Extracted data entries
// Connection manager - owns the device link and its reconnect policy
use crate::application::transport::{Link, PendingReconnect, ReconnectScheduler, Transport};
use crate::domain::connection::{hello_frame, ConnectionState, LinkEvent};
use std::time::Duration;
use tokio::sync::broadcast;

const STATUS_CHANNEL_CAPACITY: usize = 16;

/// State machine for a single device connection.
///
/// Transitions: `Disconnected -> Connecting -> Connected -> Disconnected`, plus
/// `Connecting -> Disconnected` on failure. Every entry into `Disconnected`
/// caused by the link (not by `close`) schedules exactly one reconnect after a
/// fixed delay, replacing any reconnect that was already pending. Retries are
/// unbounded and the delay never grows.
pub struct ConnectionManager {
    endpoint: String,
    reconnect_delay: Duration,
    send_hello: bool,
    transport: Box<dyn Transport>,
    scheduler: Box<dyn ReconnectScheduler>,
    state: ConnectionState,
    generation: u64,
    link: Option<Box<dyn Link>>,
    pending: Option<(u64, Box<dyn PendingReconnect>)>,
    status_tx: broadcast::Sender<ConnectionState>,
}

impl ConnectionManager {
    pub fn new(
        endpoint: String,
        reconnect_delay: Duration,
        send_hello: bool,
        transport: Box<dyn Transport>,
        scheduler: Box<dyn ReconnectScheduler>,
    ) -> Self {
        let (status_tx, _) = broadcast::channel(STATUS_CHANNEL_CAPACITY);
        Self {
            endpoint,
            reconnect_delay,
            send_hello,
            transport,
            scheduler,
            state: ConnectionState::Disconnected,
            generation: 0,
            link: None,
            pending: None,
            status_tx,
        }
    }

    pub fn state(&self) -> ConnectionState {
        self.state
    }

    /// Receive every state transition from now on
    pub fn subscribe(&self) -> broadcast::Receiver<ConnectionState> {
        self.status_tx.subscribe()
    }

    /// Open a new link, replacing any existing one
    pub fn connect(&mut self) {
        self.cancel_pending();
        if let Some(mut old) = self.link.take() {
            old.close();
        }

        self.generation += 1;
        tracing::info!(
            endpoint = %self.endpoint,
            generation = self.generation,
            "Connecting to device"
        );
        self.link = Some(self.transport.open(&self.endpoint, self.generation));
        self.transition(ConnectionState::Connecting);
    }

    /// Apply a link event. Returns the frame text for frames that should be
    /// ingested, in arrival order.
    pub fn handle(&mut self, generation: u64, event: LinkEvent) -> Option<String> {
        if generation != self.generation {
            tracing::debug!(
                generation,
                current = self.generation,
                "Dropping event from superseded connection"
            );
            return None;
        }

        match event {
            LinkEvent::Opened => {
                if self.state != ConnectionState::Connecting {
                    return None;
                }
                self.cancel_pending();
                self.transition(ConnectionState::Connected);
                tracing::info!(endpoint = %self.endpoint, "Connected to device");

                if self.send_hello {
                    self.send(hello_frame());
                }
                None
            }
            LinkEvent::Frame(text) => {
                if self.state == ConnectionState::Connected {
                    Some(text)
                } else {
                    tracing::debug!(state = ?self.state, "Dropping frame received while not connected");
                    None
                }
            }
            LinkEvent::Closed(reason) => {
                if self.state == ConnectionState::Disconnected {
                    return None;
                }
                tracing::warn!(
                    endpoint = %self.endpoint,
                    %reason,
                    "Connection lost, reconnecting in {:?}",
                    self.reconnect_delay
                );
                if let Some(mut link) = self.link.take() {
                    link.close();
                }
                self.transition(ConnectionState::Disconnected);
                self.schedule_reconnect();
                None
            }
        }
    }

    /// Called when a scheduled reconnect fires. Stale timers are ignored.
    pub fn reconnect_due(&mut self, generation: u64) -> bool {
        match &self.pending {
            Some((pending_generation, _)) if *pending_generation == generation => {
                tracing::info!("Attempting to reconnect...");
                self.connect();
                true
            }
            _ => false,
        }
    }

    /// Send an outbound frame; only possible while connected
    pub fn send(&self, text: String) -> bool {
        match (&self.link, self.state) {
            (Some(link), ConnectionState::Connected) => link.send(text),
            _ => {
                tracing::warn!(state = ?self.state, "Not connected, cannot send frame");
                false
            }
        }
    }

    /// Tear the connection down without scheduling a reconnect
    pub fn close(&mut self) {
        self.cancel_pending();
        if let Some(mut link) = self.link.take() {
            link.close();
        }
        if self.state != ConnectionState::Disconnected {
            tracing::info!(endpoint = %self.endpoint, "Connection closed");
            self.transition(ConnectionState::Disconnected);
        }
    }

    fn schedule_reconnect(&mut self) {
        self.cancel_pending();
        let timer = self.scheduler.schedule(self.reconnect_delay, self.generation);
        self.pending = Some((self.generation, timer));
    }

    fn cancel_pending(&mut self) {
        if let Some((_, mut timer)) = self.pending.take() {
            timer.cancel();
        }
    }

    fn transition(&mut self, next: ConnectionState) {
        if self.state == next {
            return;
        }
        tracing::debug!(from = ?self.state, to = ?next, "Connection state change");
        self.state = next;
        let _ = self.status_tx.send(next);
    }
}

impl Drop for ConnectionManager {
    fn drop(&mut self) {
        self.cancel_pending();
        if let Some(mut link) = self.link.take() {
            link.close();
        }
    }
}

#[cfg(test)]
impl ConnectionManager {
    pub fn generation(&self) -> u64 {
        self.generation
    }

    pub fn has_pending_reconnect(&self) -> bool {
        self.pending.is_some()
    }
}


#[cfg(test)]
mod tests {
    use super::fakes::{FakeScheduler, FakeTransport};
    use super::*;
    use std::sync::atomic::Ordering;

    fn manager(send_hello: bool) -> (ConnectionManager, FakeTransport, FakeScheduler) {
        let transport = FakeTransport::default();
        let scheduler = FakeScheduler::default();
        let manager = ConnectionManager::new(
            "ws://device.local/ws".to_string(),
            Duration::from_secs(3),
            send_hello,
            Box::new(transport.clone()),
            Box::new(scheduler.clone()),
        );
        (manager, transport, scheduler)
    }

    #[test]
    fn test_open_connects_and_sends_hello() {
        let (mut manager, transport, _) = manager(true);
        assert_eq!(manager.state(), ConnectionState::Disconnected);

        manager.connect();
        assert_eq!(manager.state(), ConnectionState::Connecting);

        manager.handle(1, LinkEvent::Opened);
        assert_eq!(manager.state(), ConnectionState::Connected);

        let sent = transport.sent.lock().unwrap();
        assert_eq!(sent.len(), 1);
        assert!(sent[0].contains("\"hello\""));
    }

    #[test]
    fn test_frames_delivered_only_when_connected() {
        let (mut manager, _, _) = manager(false);
        manager.connect();
        assert_eq!(manager.handle(1, LinkEvent::Frame("early".into())), None);

        manager.handle(1, LinkEvent::Opened);
        assert_eq!(
            manager.handle(1, LinkEvent::Frame("a".into())),
            Some("a".to_string())
        );
        assert_eq!(
            manager.handle(1, LinkEvent::Frame("b".into())),
            Some("b".to_string())
        );
    }

    #[test]
    fn test_failure_while_connecting_schedules_reconnect() {
        let (mut manager, _, scheduler) = manager(false);
        manager.connect();
        manager.handle(1, LinkEvent::Closed("refused".into()));

        assert_eq!(manager.state(), ConnectionState::Disconnected);
        assert_eq!(scheduler.pending.load(Ordering::SeqCst), 1);
        assert_eq!(
            scheduler.scheduled.lock().unwrap().as_slice(),
            &[(Duration::from_secs(3), 1)]
        );
    }

    #[test]
    fn test_reconnect_single_flight_across_repeated_disconnects() {
        let (mut manager, transport, scheduler) = manager(false);
        manager.connect();

        for _ in 0..5 {
            let generation = manager.generation();
            manager.handle(generation, LinkEvent::Closed("gone".into()));
            manager.handle(generation, LinkEvent::Closed("gone again".into()));
            assert!(scheduler.pending.load(Ordering::SeqCst) <= 1);

            assert!(manager.reconnect_due(generation));
            assert_eq!(manager.state(), ConnectionState::Connecting);
            assert!(scheduler.pending.load(Ordering::SeqCst) <= 1);
        }

        assert_eq!(transport.opened.lock().unwrap().len(), 6);
        assert_eq!(transport.live_links.load(Ordering::SeqCst), 1);
    }

    #[test]
    fn test_connected_cancels_pending_reconnect() {
        let (mut manager, _, scheduler) = manager(false);
        manager.connect();
        manager.handle(1, LinkEvent::Closed("gone".into()));
        assert_eq!(scheduler.pending.load(Ordering::SeqCst), 1);

        // user reconnects by hand before the timer fires
        manager.connect();
        assert_eq!(scheduler.pending.load(Ordering::SeqCst), 0);
        manager.handle(2, LinkEvent::Opened);
        assert_eq!(manager.state(), ConnectionState::Connected);
        assert!(!manager.reconnect_due(1));
    }

    #[test]
    fn test_stale_generation_events_are_ignored() {
        let (mut manager, transport, _) = manager(false);
        manager.connect();
        manager.connect();
        assert_eq!(transport.live_links.load(Ordering::SeqCst), 1);

        manager.handle(1, LinkEvent::Opened);
        assert_eq!(manager.state(), ConnectionState::Connecting);

        manager.handle(2, LinkEvent::Opened);
        assert_eq!(manager.handle(1, LinkEvent::Frame("old".into())), None);
        manager.handle(1, LinkEvent::Closed("old link".into()));
        assert_eq!(manager.state(), ConnectionState::Connected);
    }

    #[test]
    fn test_close_is_idempotent_and_cancels_reconnect() {
        let (mut manager, transport, scheduler) = manager(false);
        manager.connect();
        manager.handle(1, LinkEvent::Opened);
        manager.handle(1, LinkEvent::Closed("gone".into()));
        assert_eq!(scheduler.pending.load(Ordering::SeqCst), 1);

        manager.close();
        manager.close();
        assert_eq!(manager.state(), ConnectionState::Disconnected);
        assert_eq!(scheduler.pending.load(Ordering::SeqCst), 0);
        assert_eq!(transport.live_links.load(Ordering::SeqCst), 0);
        assert!(!manager.reconnect_due(1));
    }

    #[test]
    fn test_close_from_connected_does_not_schedule() {
        let (mut manager, _, scheduler) = manager(false);
        manager.connect();
        manager.handle(1, LinkEvent::Opened);
        manager.close();

        assert_eq!(scheduler.pending.load(Ordering::SeqCst), 0);
        assert!(scheduler.scheduled.lock().unwrap().is_empty());
    }

    #[test]
    fn test_send_requires_connection() {
        let (mut manager, transport, _) = manager(false);
        assert!(!manager.send("x".into()));

        manager.connect();
        assert!(!manager.send("x".into()));

        manager.handle(1, LinkEvent::Opened);
        assert!(manager.send("x".into()));
        assert_eq!(transport.sent.lock().unwrap().as_slice(), &["x".to_string()]);
    }

    #[test]
    fn test_observers_see_every_transition() {
        let (mut manager, _, _) = manager(false);
        let mut status = manager.subscribe();

        manager.connect();
        manager.handle(1, LinkEvent::Opened);
        manager.handle(1, LinkEvent::Closed("gone".into()));

        assert_eq!(status.try_recv().unwrap(), ConnectionState::Connecting);
        assert_eq!(status.try_recv().unwrap(), ConnectionState::Connected);
        assert_eq!(status.try_recv().unwrap(), ConnectionState::Disconnected);
        assert!(status.try_recv().is_err());
    }
}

- TASK INSTRUCTIONS -
Copy exactly the lines from the top of the entries through the line with "reconnect after a" in it, please, keeping both ends and adding nothing.

- ANSWER BOX -
// Connection manager - owns the device link and its reconnect policy
use crate::application::transport::{Link, PendingReconnect, ReconnectScheduler, Transport};
use crate::domain::connection::{hello_frame, ConnectionState, LinkEvent};
use std::time::Duration;
use tokio::sync::broadcast;

const STATUS_CHANNEL_CAPACITY: usize = 16;

/// State machine for a single device connection.
///
/// Transitions: `Disconnected -> Connecting -> Connected -> Disconnected`, plus
/// `Connecting -> Disconnected` on failure. Every entry into `Disconnected`
/// caused by the link (not by `close`) schedules exactly one reconnect after a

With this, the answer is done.